Experimental Procedures

The tests were performed in the morning after an overnight fast. The volunteers were in a supine position throughout the experiments, with the upper body lifted by approximately 30 degrees. Two forearm veins were punctured with a Teflon cannula (Moskito 123, 18 gauge, Vygon, Aachen, Germany) and kept patent using 0.9% NaCl (for blood sampling and for GLP-1/placebo administration). Both ear lobes were made hyperemic using Finalgon.

After drawing basal blood specimens, at 0 min an iv infusion (rate, 5 ml/h; Perfusor secura, Braun Melsungen, Germany) of regular insulin (Actrapid, Novo-Nordisk, Copenhagen, Denmark; diluted in 0.9% NaCl with 1% human serum albumin) was begun and maintained at an infusion rate of 1 mU·kg-1·min-1. Preliminary results had indicated that it was not necessary to increase the insulin infusion rate to reach the last glycemic plateau [as described in published studies (22, 24)]. At 5-min intervals, plasma glucose was determined in approximately 100 µl capillary samples drawn from an ear lobe to assure close to arterial plasma glucose concentrations. When necessary, an iv infusion of glucose (20% in water; Braun Melsungen, Germany) was begun and maintained at a rate that resulted in the desired plasma glucose concentration. During each 90-min plateau, plasma glucose was allowed to fall slowly to the desired range during the initial 30 min and was maintained at the target concentration for the remaining 60 min. The glucose infusion rates and time points of changing it were recorded to allow a calculation of the total amount of glucose infused to maintain glucose levels in the desired range.

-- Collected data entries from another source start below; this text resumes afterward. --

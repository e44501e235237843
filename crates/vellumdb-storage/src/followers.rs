//! Follower bookkeeping for shard leaders.

use parking_lot::RwLock;

/// The set of followers tracking a shard leader.
///
/// Followers are independent demotion candidates: a follower that diverges
/// from the leader's writes is removed from the set and must resynchronise
/// before it can rejoin.
#[derive(Debug, Default)]
pub struct FollowerInfo {
    followers: RwLock<Vec<String>>,
}

impl FollowerInfo {
    /// An empty follower set.
    #[must_use]
    pub fn new() -> Self {
        Self::default()
    }

    /// Snapshot of the current follower set.
    #[must_use]
    pub fn get(&self) -> Vec<String> {
        self.followers.read().clone()
    }

    /// Add a follower; duplicates are ignored.
    pub fn add(&self, server: &str) {
        let mut followers = self.followers.write();
        if !followers.iter().any(|f| f == server) {
            followers.push(server.to_string());
        }
    }

    /// Demote a follower. Returns `true` if it was present.
    pub fn remove(&self, server: &str) -> bool {
        let mut followers = self.followers.write();
        let before = followers.len();
        followers.retain(|f| f != server);
        followers.len() != before
    }

    /// Returns `true` if no followers are tracked.
    #[must_use]
    pub fn is_empty(&self) -> bool {
        self.followers.read().is_empty()
    }
}
#[test]
fn test_replace_swaps_body() {
    let (db, users) = test_database();
    let mut trx = write_transaction(&db, &users);
    trx.insert("users", &user("a", "Ada"), &OperationOptions::new()).expect("insert");

    let replacement = Value::object([("_key", Value::from("a")), ("age", Value::from(1i64))]);
    trx.replace("users", &replacement, &OperationOptions::new()).expect("replace");

    let stored = users.read("a").expect("read");
    assert_eq!(stored.body.get("name"), None);
    assert_eq!(stored.body.get("age").and_then(Value::as_int), Some(1));
}

#[test]
fn test_update_revision_conflict_reports_actual_revision() {
    let (db, users) = test_database();
    let mut trx = write_transaction(&db, &users);

    let inserted = trx.insert("users", &user("d1", "x"), &OperationOptions::new()).expect("insert");
    let stored_rev = inserted
        .payload
        .expect("payload")
        .get(ATTR_REV)
        .and_then(Value::as_str)
        .expect("revision")
        .to_string();

    // The request carries a stale revision; ignore_revs and silent are off.
    let patch = Value::object([
        ("_key", Value::from("d1")),
        ("_rev", Value::from("stale-revision")),
        ("age", Value::from(1i64)),
    ]);
    let result = trx.update("users", &patch, &OperationOptions::new()).expect("update");

    assert_eq!(result.code, ErrorCode::Conflict);
    let identity = result.payload.expect("payload");
    assert_eq!(identity.get(ATTR_ID).and_then(Value::as_str), Some("users/d1"));
    assert_eq!(identity.get(ATTR_KEY).and_then(Value::as_str), Some("d1"));
    assert_eq!(identity.get(ATTR_REV).and_then(Value::as_str), Some(stored_rev.as_str()));
}
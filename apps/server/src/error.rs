use axum::{
    http::StatusCode,
    response::{IntoResponse, Response},
    Json,
};
use serde::Serialize;
use stockdesk_core::QuoteError;
use thiserror::Error;

#[derive(Error, Debug)]
pub enum ApiError {
    #[error("{0}")]
    Quote(#[from] QuoteError),
}

#[derive(Serialize)]
struct ErrorBody {
    detail: String,
}

impl IntoResponse for ApiError {
    fn into_response(self) -> Response {
        let status = match &self {
            ApiError::Quote(QuoteError::NotFound(_)) => StatusCode::NOT_FOUND,
            ApiError::Quote(
                QuoteError::Upstream(_)
                | QuoteError::HistoryUpstream(_)
                | QuoteError::Computation(_),
            ) => {
                StatusCode::INTERNAL_SERVER_ERROR
            }
        };
        if status.is_server_error() {
            tracing::error!("{}", self);
        }
        let body = Json(ErrorBody {
            detail: self.to_string(),
        });
        (status, body).into_response()
    }
}

pub type ApiResult<T> = Result<T, ApiError>;
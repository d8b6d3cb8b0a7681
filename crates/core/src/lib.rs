//! Stockdesk Core - quote resolution, normalization and the quote service.
//!
//! This crate turns raw provider data into the canonical quote, history and
//! search shapes served over HTTP. It is provider-agnostic: everything it
//! needs from upstream goes through
//! [`stockdesk_market_data::MarketDataProvider`].

pub mod quotes;

pub use quotes::{Quote, QuoteError, QuoteResult, QuoteService, QuoteServiceTrait, Result};
use std::{net::SocketAddr, time::Duration};

use anyhow::Context;

pub struct Config {
    pub listen_addr: SocketAddr,
    pub cors_allow: Vec<String>,
    pub request_timeout: Duration,
    /// Upper bound for each call to the market data provider.
    pub provider_timeout: Duration,
    /// `text` or `json`
    pub log_format: String,
}

impl Config {
    pub fn from_env() -> anyhow::Result<Self> {
        dotenvy::dotenv().ok();
        let listen_addr: SocketAddr = std::env::var("STOCKDESK_LISTEN_ADDR")
            .unwrap_or_else(|_| "0.0.0.0:8000".to_string())
            .parse()
            .context("Invalid STOCKDESK_LISTEN_ADDR")?;
        let cors_allow = std::env::var("STOCKDESK_CORS_ALLOW_ORIGINS")
            .unwrap_or_else(|_| "*".into())
            .split(',')
            .map(|s| s.trim().to_string())
            .filter(|s| !s.is_empty())
            .collect();
        let request_timeout_ms = millis_from_env("STOCKDESK_REQUEST_TIMEOUT_MS", 30_000);
        let provider_timeout_ms = millis_from_env("STOCKDESK_PROVIDER_TIMEOUT_MS", 10_000);
        let log_format = std::env::var("STOCKDESK_LOG_FORMAT").unwrap_or_else(|_| "text".into());
        Ok(Self {
            listen_addr,
            cors_allow,
            request_timeout: Duration::from_millis(request_timeout_ms),
            provider_timeout: Duration::from_millis(provider_timeout_ms),
            log_format,
        })
    }
}

impl Default for Config {
    fn default() -> Self {
        Self {
            listen_addr: SocketAddr::from(([0, 0, 0, 0], 8000)),
            cors_allow: vec!["*".to_string()],
            request_timeout: Duration::from_millis(30_000),
            provider_timeout: Duration::from_millis(10_000),
            log_format: "text".to_string(),
        }
    }
}

fn millis_from_env(key: &str, default: u64) -> u64 {
    std::env::var(key)
        .ok()
        .and_then(|v| v.trim().parse().ok())
        .unwrap_or(default)
}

An iv infusion of GLP-1 [7–36 amide], 1.2 pmol·kg-1·min-1, or placebo (0.9% NaCl containing 1% human serum albumin) was started at 0 min and continued for 360 min. This infusion rate was based on previous studies and was selected to raise plasma GLP-1 concentrations into the pharmacological range (approximately 3- to 4-fold higher concentrations in comparison to those measured after oral glucose) (16, 25). This infusion rate would normalize plasma glucose in hyperglycemic patients with type 2 diabetes (6, 26).

Cognitive function tests

Cognitive function tests were performed as described by Mitrakou et al. (22, 24) with equipment from PSYTEST Psychologische Testsysteme (Herzogenrath, Germany) (27). Vigilance was tested by asking that a button be pushed whenever certain acoustic signals and letters where successively presented to the volunteers. Both speed and precision were evaluated. Phasic alertness was tested by testing the response to a visual cue after an acoustic warning signal raised the level of expectation. The number connection test measured the time to connect numbers 1–90 on standardized paper forms. The word repetition test required subjects to memorize 10 different words presented at the beginning of each glycemic plateau for 45 min, when the number of correctly remembered words was counted. The Stroop color-word-interference test required the correct description of words naming colors, of colored lines, and of colors of letters (e.g. green) presented in a different color (color-word incongruence) (28). All parameters were assessed once in the basal state (fasting conditions, euglycemia, no insulin infusion) and once during each of the clamped glycemic plateaus.

Hypoglycemic symptoms

Autonomic (anxiety, palpitation, irritability, sweating, tremor) and neuroglucopenic (numbness, hunger, difficulty with thinking, impaired vision, fainting) symptoms of hypoglycemia were rated on a visual analog scale ranging from 0–10 during each of the glycemic plateaus. The total score was derived by summing up individual ratings (five items each).

Blood specimens

Blood for all determinations except for plasma glucose (which was taken from a capillary source, see above) was drawn from an indwelling venous cannula into chilled tubes containing EDTA and aprotinin (Trasylol; 20,000 kIU/ml, 180 µl/9 ml blood; Bayer Corp. AG, Leverkusen, Germany) and kept on ice. A sample (~100 µl) was stored in NaF (Microvette CB 300; Sarstedt, Nümbrecht, Germany) for the immediate measurement of glucose. After centrifugation at 4 C, plasma for hormone analyses was kept frozen at -28 C.

Laboratory determinations

Glucose was measured using a glucose oxidase method with a Glucose Analyser 2 (Beckman Coulter, Inc. Instruments, Munich, Germany). Insulin was measured using an insulin microparticle enzyme immunoassay, IMx Insulin, (Abbott Laboratories, Wiesbaden, Germany). Intra-assay coefficients of variation were approximately 4%. C-peptide was measured using C-peptide-antibody-coated microtitre wells (C-peptide MTPL EIA, DRG Instruments GmbH, Marburg, Germany). Intra-assay coefficients of variation were approximately 6%. Human insulin and C-peptide were used as standards.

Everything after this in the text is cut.